Method 1: Re-importing a table already in the data warehouse
This is useful for data manipulation.
For instance, ARTran below has been extracted from an OData v4 source into the data warehouse. It contains detailed sales transactions. This table will remain in the data warehouse for detail-level reporting.
Let’s assume that now we need to create a derived table from ARTran showing total sales by CreateDate.
On the ETL Source panel, select zData Warehouse and click the Refresh icon to list the tables already loaded into the data warehouse. Then select ARTran and click the Add Table icon (or Right-click on the table and select Add Table). See below.
A message will display stating that the table name already exists, Add a copy? Click on OK
ETL+ does not allow duplicate table names. The new table name will add (1) at the end to distinguish it from the original. You can modify the table name as desired.

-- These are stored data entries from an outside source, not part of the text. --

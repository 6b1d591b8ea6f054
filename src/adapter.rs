//! Tool adapter: converts a foreign framework's tool into the target
//! framework's shape.
//!
//! The adapter reads the foreign tool's declared parameter list, cross-checks
//! it against the tool's per-argument metadata, and assembles a named
//! argument schema. It never wraps the callable and never mutates its input;
//! each call is an independent, synchronous transformation.

use crate::schema::{ArgsSchema, SchemaField};
use crate::types::{ForeignTool, ParamType, TargetTool, RECEIVER_PARAM, UNNAMED_TOOL};
use std::sync::Arc;
use thiserror::Error;
use tracing::error;

/// Failure to adapt a foreign tool. Always surfaced to the caller as-is; the
/// adapter has no fallback path and never returns a partial tool.
#[derive(Debug, Clone, PartialEq, Eq, Error)]
pub enum AdaptError {
    /// The foreign tool exposes no callable entry point.
    #[error("tool '{tool}' has no callable 'forward' entry point")]
    MissingCapability { tool: String },

    /// A declared parameter has no metadata entry, so no description can be
    /// attached to its schema field.
    #[error("parameter '{parameter}' has no entry in the tool's inputs metadata")]
    Schema { parameter: String },
}

/// Adapt a foreign tool into the target framework's tool shape.
///
/// The resulting schema is named `{tool name}Input` and holds one required
/// field per eligible (non-receiver) parameter, in declaration order.
/// Unannotated parameters get the any-type placeholder; parameter defaults
/// are never honoured. A tool with no eligible parameters yields an empty
/// but fully usable schema.
pub fn adapt(tool: &ForeignTool) -> Result<TargetTool, AdaptError> {
    let name = tool
        .name
        .clone()
        .unwrap_or_else(|| UNNAMED_TOOL.to_string());

    let forward = match &tool.forward {
        Some(f) => Arc::clone(f),
        None => {
            let err = AdaptError::MissingCapability { tool: name };
            error!("{err}");
            return Err(err);
        }
    };

    let mut fields = Vec::new();
    for param in &tool.params {
        if param.name == RECEIVER_PARAM {
            continue;
        }
        let meta = tool
            .inputs
            .get(&param.name)
            .ok_or_else(|| AdaptError::Schema {
                parameter: param.name.clone(),
            })?;
        fields.push(SchemaField {
            name: param.name.clone(),
            type_tag: param.type_tag.unwrap_or(ParamType::Any),
            required: true,
            description: meta.description.clone(),
        });
    }

    Ok(TargetTool {
        args_schema: ArgsSchema {
            name: format!("{name}Input"),
            fields,
        },
        description: tool.description.clone(),
        func: forward,
        name,
    })
}

#[cfg(test)]
mod tests {
    use super::*;
    use crate::types::{ArgMetadata, ParamSpec, ToolFn};
    use serde_json::json;
    use std::collections::HashMap;

    fn noop_fn() -> ToolFn {
        Arc::new(|_args| Ok(String::new()))
    }

    fn search_tool() -> ForeignTool {
        ForeignTool {
            name: Some("search".into()),
            description: "Web search".into(),
            forward: Some(noop_fn()),
            params: vec![
                ParamSpec::new(RECEIVER_PARAM, None),
                ParamSpec::new("query", Some(ParamType::String)),
            ],
            inputs: HashMap::from([("query".into(), ArgMetadata::new("search text"))]),
        }
    }

    #[test]
    fn adapts_name_description_and_schema() {
        let tool = search_tool();
        let adapted = adapt(&tool).unwrap();

        assert_eq!(adapted.name, "search");
        assert_eq!(adapted.description, "Web search");
        assert_eq!(adapted.args_schema.name, "searchInput");
        assert_eq!(adapted.args_schema.len(), 1);

        let field = adapted.args_schema.field("query").unwrap();
        assert_eq!(field.type_tag, ParamType::String);
        assert!(field.required);
        assert_eq!(field.description, "search text");
    }

    #[test]
    fn callable_is_shared_not_wrapped() {
        let tool = search_tool();
        let adapted = adapt(&tool).unwrap();
        let forward = tool.forward.as_ref().unwrap();
        assert!(Arc::ptr_eq(&adapted.func, forward));
    }

    #[test]
    fn receiver_parameter_is_excluded() {
        let tool = search_tool();
        let adapted = adapt(&tool).unwrap();
        assert!(adapted.args_schema.field(RECEIVER_PARAM).is_none());
    }

    #[test]
    fn fields_follow_declaration_order_and_are_all_required() {
        let tool = ForeignTool {
            name: Some("fetch".into()),
            description: "Fetch a URL".into(),
            forward: Some(noop_fn()),
            params: vec![
                ParamSpec::new("url", Some(ParamType::String)),
                ParamSpec::new("timeout_ms", Some(ParamType::Integer)),
                ParamSpec::new("headers", Some(ParamType::Object)),
            ],
            inputs: HashMap::from([
                ("url".into(), ArgMetadata::new("target URL")),
                ("timeout_ms".into(), ArgMetadata::new("request timeout")),
                ("headers".into(), ArgMetadata::new("extra headers")),
            ]),
        };

        let adapted = adapt(&tool).unwrap();
        let names: Vec<&str> = adapted.args_schema.field_names().collect();
        assert_eq!(names, ["url", "timeout_ms", "headers"]);
        assert!(adapted.args_schema.fields.iter().all(|f| f.required));
    }

    #[test]
    fn unannotated_parameter_gets_any_placeholder() {
        let tool = ForeignTool {
            name: Some("echo".into()),
            description: "Echo".into(),
            forward: Some(noop_fn()),
            params: vec![ParamSpec::new("value", None)],
            inputs: HashMap::from([("value".into(), ArgMetadata::new("anything"))]),
        };
        let adapted = adapt(&tool).unwrap();
        assert_eq!(
            adapted.args_schema.field("value").unwrap().type_tag,
            ParamType::Any
        );
    }

    #[test]
    fn zero_parameter_tool_yields_empty_valid_schema() {
        let tool = ForeignTool {
            name: Some("ping".into()),
            description: "Liveness check".into(),
            forward: Some(noop_fn()),
            params: vec![ParamSpec::new(RECEIVER_PARAM, None)],
            inputs: HashMap::new(),
        };
        let adapted = adapt(&tool).unwrap();
        assert_eq!(adapted.args_schema.name, "pingInput");
        assert!(adapted.args_schema.is_empty());
        assert!(adapted.args_schema.validate(&json!({})).is_ok());
    }

    #[test]
    fn missing_name_falls_back_to_default() {
        let mut tool = search_tool();
        tool.name = None;
        let adapted = adapt(&tool).unwrap();
        assert_eq!(adapted.name, UNNAMED_TOOL);
        assert_eq!(adapted.args_schema.name, "Unnamed ToolInput");
    }

    #[test]
    fn missing_callable_fails_with_missing_capability() {
        let mut tool = search_tool();
        tool.forward = None;
        let err = adapt(&tool).unwrap_err();
        assert_eq!(
            err,
            AdaptError::MissingCapability {
                tool: "search".into()
            }
        );
    }

    #[test]
    fn missing_metadata_fails_naming_the_parameter() {
        let mut tool = search_tool();
        tool.inputs.clear();
        let err = adapt(&tool).unwrap_err();
        assert_eq!(
            err,
            AdaptError::Schema {
                parameter: "query".into()
            }
        );
        assert!(err.to_string().contains("query"));
    }

    #[test]
    fn adaptation_is_deterministic() {
        let tool = search_tool();
        let first = adapt(&tool).unwrap();
        let second = adapt(&tool).unwrap();
        assert_eq!(first.args_schema, second.args_schema);
        assert_eq!(first.name, second.name);
        assert_eq!(first.description, second.description);
    }

    #[test]
    fn input_tool_is_not_mutated() {
        let tool = search_tool();
        let params_before = tool.params.len();
        let inputs_before = tool.inputs.len();
        let _ = adapt(&tool).unwrap();
        assert_eq!(tool.params.len(), params_before);
        assert_eq!(tool.inputs.len(), inputs_before);
    }
}
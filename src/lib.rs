//! # Latch
//!
//! A range lock manager for ordered byte-keyed key/value stores. Many
//! threads share one store; before reading a key range a transaction takes a
//! shared lock on it, before writing an exclusive one, and transactions that
//! follow the protocol come out serializable. The manager arbitrates
//! ownership only; it never reads or writes the store itself.
//!
//! Read locks on a range can overlap freely; a write lock excludes every
//! other owner. All locks taken under one [`LockOwner`] stay in force until
//! a single [`release`](LockManager::release) drops them together, and locks
//! of the same owner on touching ranges collapse into one record, so a
//! contiguous scan taken piecewise stays cheap to track.
//!
//! Two timeouts guard liveness: the per-call wait timeout passed to
//! [`lock`](LockManager::lock), and the per-owner
//! [hold timeout](LockManager::set_hold_timeout) that force-releases owners
//! sitting on contested locks.
//!
//! ```
//! use std::time::Duration;
//!
//! use bytes::Bytes;
//! use latch::{LockManager, LockOwner, LockResult};
//!
//! let manager = LockManager::new();
//! let owner = LockOwner::new();
//!
//! let result = manager
//!     .lock(
//!         &owner,
//!         Some(Bytes::from_static(b"a")),
//!         Some(Bytes::from_static(b"m")),
//!         true,
//!         Duration::ZERO, // wait as long as it takes
//!     )
//!     .unwrap();
//! assert_eq!(result, LockResult::Success);
//!
//! // ... read and write keys in ["a", "m") ...
//!
//! assert_eq!(manager.release(&owner), LockResult::Success);
//! ```

#[macro_use]
extern crate derive_more;
#[macro_use]
extern crate tracing;

mod errors;
mod index;
mod key;
mod lock;
mod manager;
mod owner;

pub use errors::LatchError;
pub use key::{next_key, successor, KeyRange};
pub use manager::{LockManager, LockResult};
pub use owner::{LockOwner, OwnerId};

In the example below, see the SQL Statement on the right panel. It pulls data from the zData Warehouse source; indicated by this table being under the zData Warehouse (Reimports) header on the center panel. When you select this table on the center panel, the right panel’s header shows source = zData Warehouse. Note that this SQL Statement has been customized to sum sales by CreateDate.
Method 2: Create a new table from scratch
Right click on the zData Warehouse icon in the center panel and select create table.
This will create a "NEW TARGET TABLE" with no SQL statement. Note the blank ETL SQL Statement. You can copy/paste or manually write the SQL query statement. Make sure to add the schema name in the FROM clause to point to the existing SQL table as the source rather than the ERP data source.